> **Exercise description**
From top to bottom, restate the entries below word for word.

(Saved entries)
========================================================================

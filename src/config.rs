//! Chain configuration
//!
//! Network id and minimum fees are passed explicitly to the calls that need
//! them; nothing here is read from the environment.

use serde::{Deserialize, Serialize};
use std::path::Path;
use thiserror::Error;

use crate::constants::DEFAULT_NETWORK_ID;
use crate::primitives::{NetworkId, U64};
use crate::transaction::Action;

/// Configuration errors
#[derive(Debug, Error)]
pub enum ConfigError {
    #[error("Invalid configuration: {0}")]
    Parse(#[from] serde_json::Error),
    #[error("Cannot read configuration: {0}")]
    Io(#[from] std::io::Error),
}

/// Network the client talks to and the fees it pays
#[derive(Debug, Clone, PartialEq, Eq, Serialize, Deserialize)]
#[serde(rename_all = "camelCase")]
pub struct ChainConfig {
    #[serde(default = "default_network_id")]
    pub network_id: NetworkId,
    #[serde(default)]
    pub fees: FeeSchedule,
}

fn default_network_id() -> NetworkId {
    DEFAULT_NETWORK_ID
}

impl Default for ChainConfig {
    fn default() -> Self {
        Self::new(default_network_id())
    }
}

impl ChainConfig {
    pub fn new(network_id: NetworkId) -> Self {
        Self {
            network_id,
            fees: FeeSchedule::default(),
        }
    }

    pub fn from_json(json: &str) -> Result<Self, ConfigError> {
        Ok(serde_json::from_str(json)?)
    }

    pub fn load<P: AsRef<Path>>(path: P) -> Result<Self, ConfigError> {
        let contents = std::fs::read_to_string(path)?;
        Self::from_json(&contents)
    }
}

/// Minimum fee per action type, in CCC base units
#[derive(Debug, Clone, PartialEq, Eq, Serialize, Deserialize)]
#[serde(rename_all = "camelCase", default)]
pub struct FeeSchedule {
    pub pay: U64,
    pub set_regular_key: U64,
    pub create_shard: U64,
    pub set_shard_owners: U64,
    pub set_shard_users: U64,
    #[serde(rename = "wrapCCC")]
    pub wrap_ccc: U64,
    pub store: U64,
    pub remove: U64,
    #[serde(rename = "unwrapCCC")]
    pub unwrap_ccc: U64,
    pub mint_asset: U64,
    pub transfer_asset: U64,
    pub change_asset_scheme: U64,
    pub compose_asset: U64,
    pub decompose_asset: U64,
    pub increase_asset_supply: U64,
    pub custom: U64,
}

impl Default for FeeSchedule {
    fn default() -> Self {
        Self {
            pay: U64::new(100),
            set_regular_key: U64::new(10_000),
            create_shard: U64::new(1_000_000),
            set_shard_owners: U64::new(100_000),
            set_shard_users: U64::new(10_000),
            wrap_ccc: U64::new(100_000),
            store: U64::new(5_000),
            remove: U64::new(5_000),
            unwrap_ccc: U64::new(100),
            mint_asset: U64::new(100_000),
            transfer_asset: U64::new(100),
            change_asset_scheme: U64::new(100_000),
            compose_asset: U64::new(1_000_000),
            decompose_asset: U64::new(100_000),
            increase_asset_supply: U64::new(100_000),
            custom: U64::zero(),
        }
    }
}

impl FeeSchedule {
    pub fn min_fee(&self, action: &Action) -> U64 {
        match action {
            Action::Pay(_) => self.pay,
            Action::SetRegularKey(_) => self.set_regular_key,
            Action::CreateShard(_) => self.create_shard,
            Action::SetShardOwners(_) => self.set_shard_owners,
            Action::SetShardUsers(_) => self.set_shard_users,
            Action::WrapCcc(_) => self.wrap_ccc,
            Action::Store(_) => self.store,
            Action::Remove(_) => self.remove,
            Action::UnwrapCcc(_) => self.unwrap_ccc,
            Action::MintAsset(_) => self.mint_asset,
            Action::TransferAsset(_) => self.transfer_asset,
            Action::ChangeAssetScheme(_) => self.change_asset_scheme,
            Action::ComposeAsset(_) => self.compose_asset,
            Action::DecomposeAsset(_) => self.decompose_asset,
            Action::IncreaseAssetSupply(_) => self.increase_asset_supply,
            Action::Custom(_) => self.custom,
        }
    }
}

========================================================================

> **Result for this task**
filename src/config.rs
//! Chain configuration
//!
//! Network id and minimum fees are passed explicitly to the calls that need
//! them; nothing here is read from the environment.

use serde::{Deserialize, Serialize};
use std::path::Path;
use thiserror::Error;

use crate::constants::DEFAULT_NETWORK_ID;
use crate::primitives::{NetworkId, U64};
use crate::transaction::Action;

/// Configuration errors
#[derive(Debug, Error)]
pub enum ConfigError {
    #[error("Invalid configuration: {0}")]
    Parse(#[from] serde_json::Error),
    #[error("Cannot read configuration: {0}")]
    Io(#[from] std::io::Error),
}

/// Network the client talks to and the fees it pays
#[derive(Debug, Clone, PartialEq, Eq, Serialize, Deserialize)]
#[serde(rename_all = "camelCase")]
pub struct ChainConfig {
    #[serde(default = "default_network_id")]
    pub network_id: NetworkId,
    #[serde(default)]
    pub fees: FeeSchedule,
}

fn default_network_id() -> NetworkId {
    DEFAULT_NETWORK_ID
}

impl Default for ChainConfig {
    fn default() -> Self {
        Self::new(default_network_id())
    }
}

impl ChainConfig {
    pub fn new(network_id: NetworkId) -> Self {
        Self {
            network_id,
            fees: FeeSchedule::default(),
        }
    }

    pub fn from_json(json: &str) -> Result<Self, ConfigError> {
        Ok(serde_json::from_str(json)?)
    }

    pub fn load<P: AsRef<Path>>(path: P) -> Result<Self, ConfigError> {
        let contents = std::fs::read_to_string(path)?;
        Self::from_json(&contents)
    }
}

/// Minimum fee per action type, in CCC base units
#[derive(Debug, Clone, PartialEq, Eq, Serialize, Deserialize)]
#[serde(rename_all = "camelCase", default)]
pub struct FeeSchedule {
    pub pay: U64,
    pub set_regular_key: U64,
    pub create_shard: U64,
    pub set_shard_owners: U64,
    pub set_shard_users: U64,
    #[serde(rename = "wrapCCC")]
    pub wrap_ccc: U64,
    pub store: U64,
    pub remove: U64,
    #[serde(rename = "unwrapCCC")]
    pub unwrap_ccc: U64,
    pub mint_asset: U64,
    pub transfer_asset: U64,
    pub change_asset_scheme: U64,
    pub compose_asset: U64,
    pub decompose_asset: U64,
    pub increase_asset_supply: U64,
    pub custom: U64,
}

impl Default for FeeSchedule {
    fn default() -> Self {
        Self {
            pay: U64::new(100),
            set_regular_key: U64::new(10_000),
            create_shard: U64::new(1_000_000),
            set_shard_owners: U64::new(100_000),
            set_shard_users: U64::new(10_000),
            wrap_ccc: U64::new(100_000),
            store: U64::new(5_000),
            remove: U64::new(5_000),
            unwrap_ccc: U64::new(100),
            mint_asset: U64::new(100_000),
            transfer_asset: U64::new(100),
            change_asset_scheme: U64::new(100_000),
            compose_asset: U64::new(1_000_000),
            decompose_asset: U64::new(100_000),
            increase_asset_supply: U64::new(100_000),
            custom: U64::zero(),
        }
    }
}

impl FeeSchedule {
    pub fn min_fee(&self, action: &Action) -> U64 {
        match action {
            Action::Pay(_) => self.pay,
            Action::SetRegularKey(_) => self.set_regular_key,
            Action::CreateShard(_) => self.create_shard,
            Action::SetShardOwners(_) => self.set_shard_owners,
            Action::SetShardUsers(_) => self.set_shard_users,
            Action::WrapCcc(_) => self.wrap_ccc,
            Action::Store(_) => self.store,
            Action::Remove(_) => self.remove,
            Action::UnwrapCcc(_) => self.unwrap_ccc,
            Action::MintAsset(_) => self.mint_asset,
            Action::TransferAsset(_) => self.transfer_asset,
            Action::ChangeAssetScheme(_) => self.change_asset_scheme,
            Action::ComposeAsset(_) => self.compose_asset,
            Action::DecomposeAsset(_) => self.decompose_asset,
            Action::IncreaseAssetSupply(_) => self.increase_asset_supply,
            Action::Custom(_) => self.custom,
        }
    }
}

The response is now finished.